Les garnitures d'automne suivaient la même logique. J'ai trouvé les champignons sautés plus nets, la purée dense, et les légumes racines moins noyés dans la sauce. Sur le dessert, servi après mon changement de place, j'ai perçu une fin de repas plus légère, comme si l'air plus frais allégeait la dernière bouchée.

Je n'ai pas pour autant oublié les limites du service. La salle pleine gardait un bruit franc, et j'entendais les verres tinter plus que je ne l'aurais voulu. Entre deux plats, j'ai encore attendu 23 minutes, et cette lenteur cassait le rythme, même après mon déménagement.
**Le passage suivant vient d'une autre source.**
//! Atom-style result feeds.

use serde::{Deserialize, Serialize};
use serde_json::{Map, Value};

use super::{Gedcomx, Linked};
use crate::link::Links;

/// A page of results: search hits, match candidates, change history.
#[derive(Debug, Clone, Default, PartialEq, Serialize, Deserialize)]
#[serde(rename_all = "camelCase")]
pub struct Feed {
    /// Total result count across all pages.
    #[serde(default, skip_serializing_if = "Option::is_none")]
    pub results: Option<u64>,
    #[serde(default, skip_serializing_if = "Vec::is_empty")]
    pub entries: Vec<Entry>,
    #[serde(default, skip_serializing_if = "Links::is_empty")]
    pub links: Links,
    #[serde(flatten)]
    pub extra: Map<String, Value>,
}

/// One feed entry.
#[derive(Debug, Clone, Default, PartialEq, Serialize, Deserialize)]
#[serde(rename_all = "camelCase")]
pub struct Entry {
    #[serde(default, skip_serializing_if = "Option::is_none")]
    pub id: Option<String>,
    #[serde(default, skip_serializing_if = "Option::is_none")]
    pub score: Option<f64>,
    #[serde(default, skip_serializing_if = "Option::is_none")]
    pub content: Option<EntryContent>,
    #[serde(default, skip_serializing_if = "Links::is_empty")]
    pub links: Links,
    #[serde(flatten)]
    pub extra: Map<String, Value>,
}

impl Entry {
    /// The embedded GEDCOM X document, if any.
    #[must_use]
    pub fn gedcomx(&self) -> Option<&Gedcomx> {
        self.content.as_ref().and_then(|c| c.gedcomx.as_ref())
    }
}

#[derive(Debug, Clone, Default, PartialEq, Serialize, Deserialize)]
pub struct EntryContent {
    #[serde(default, skip_serializing_if = "Option::is_none")]
    pub gedcomx: Option<Gedcomx>,
}

impl Linked for Feed {
    fn links(&self) -> &Links {
        &self.links
    }
}

impl Linked for Entry {
    fn links(&self) -> &Links {
        &self.links
    }
}

#[cfg(test)]
#[allow(clippy::unwrap_used)]
mod tests {
    use super::*;

    #[test]
    fn test_search_feed_parses() {
        let json = r#"{
            "results": 143,
            "index": 0,
            "links": {"next": {"href": "/search?start=10"}},
            "entries": [{
                "id": "KWQS-BBQ",
                "score": 0.97,
                "confidence": 5,
                "links": {"person": {"href": "/persons/KWQS-BBQ"}},
                "content": {"gedcomx": {"persons": [{"id": "KWQS-BBQ"}]}}
            }]
        }"#;
        let feed: Feed = serde_json::from_str(json).unwrap();
        assert_eq!(feed.results, Some(143));
        assert!(feed.links.get("next").is_some());
        let entry = &feed.entries[0];
        assert_eq!(entry.score, Some(0.97));
        assert_eq!(entry.extra["confidence"], 5);
        assert_eq!(
            entry.gedcomx().and_then(|g| g.persons[0].id.as_deref()),
            Some("KWQS-BBQ")
        );
    }

    #[test]
    fn test_entry_without_content() {
        let entry: Entry = serde_json::from_str(r#"{"id": "change-1"}"#).unwrap();
        assert!(entry.gedcomx().is_none());
    }
}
Le seul vrai raté est venu d'un plat principal arrivé tiède. J'avais déjà noté un pain servi tard, puis une carafe oubliée, et ces petits retards annonçaient la suite. La table était meilleure, mais la salle pleine imposait encore son tempo.

Ce que je retiens de cette expérience et pour qui ce choix de place peut vraiment faire la différence

Je retiens d'abord les chiffres. J'ai passé 2 heures 28 au Relais de la Claie et j'ai réglé 84 euros par personne avec vin. J'ai relevé 26 °C près de la cheminée, 20 °C au fond, puis 23 minutes d'attente entre entrée et plat. Ma Licence en Lettres Modernes (Université de Rouen, 2006) m'a appris à regarder une salle avec méthode.

Les repères du Guide Michelin me servent toujours à distinguer une cuisine lisible d'un simple décor soigné. Je ne tire pas de règle médicale de ce dîner, car je ne sais pas ce que la chaleur fera chez chacun sur la digestion. Pour un inconfort qui se répète, je laisse la question à un nutritionniste ou à un médecin. Je me fie ici à ce que mon propre corps m'a dit.

On vit à deux, mon compagnon et moi, et j'ai vu que la table trop proche du feu me coupait l'appétit plus qu'elle ne le soutenait. À l'inverse, j'ai trouvé la place près du fond très juste pour quelqu'un qui accepte un service plus lent. Mon travail de Rédactrice spécialisée en art de vivre et gastronomie pour magazine en ligne m'a encore servi à isoler ce qui venait du lieu et ce qui venait du repas.

Si je devais refaire ce déjeuner, je garderais trois gestes simples avant de m'asseoir. J'ai aussi appris à réserver plus tôt et à viser un horaire plus calme, parce que le service sort alors plus chaud et plus régulier.

  • J'ai réservé sept jours plus tôt et j'ai évité le milieu du coup de feu.
  • J'ai choisi une table intermédiaire, pas la chaise collée à l'âtre.
  • J'ai pris un seul plat de gibier quand je voulais garder le repas plus net.

Au bout du compte, mon verdict reste simple. Le Relais de la Claie m'a paru meilleur au fond de la salle qu'à deux pas de la cheminée, avec un gain net sur le confort, les arômes et la tenue du jus. Pour quelqu'un qui accepte un repas de 2 heures 28, un service encore irrégulier et une addition à 84 euros avec vin, cette table a sa logique. Pour quelqu'un qui cherche un dîner rapide ou une chaleur marquée, je ne la choisirais pas dans la même configuration.

Célestine Laforge

Célestine Laforge publie sur le magazine Renardières des contenus consacrés à la gastronomie française, à l’hôtellerie de prestige et aux séjours inspirés par l’art de vivre à la française. Son approche repose sur la clarté, la qualité de sélection et une lecture structurée des lieux, des tables et des expériences présentés.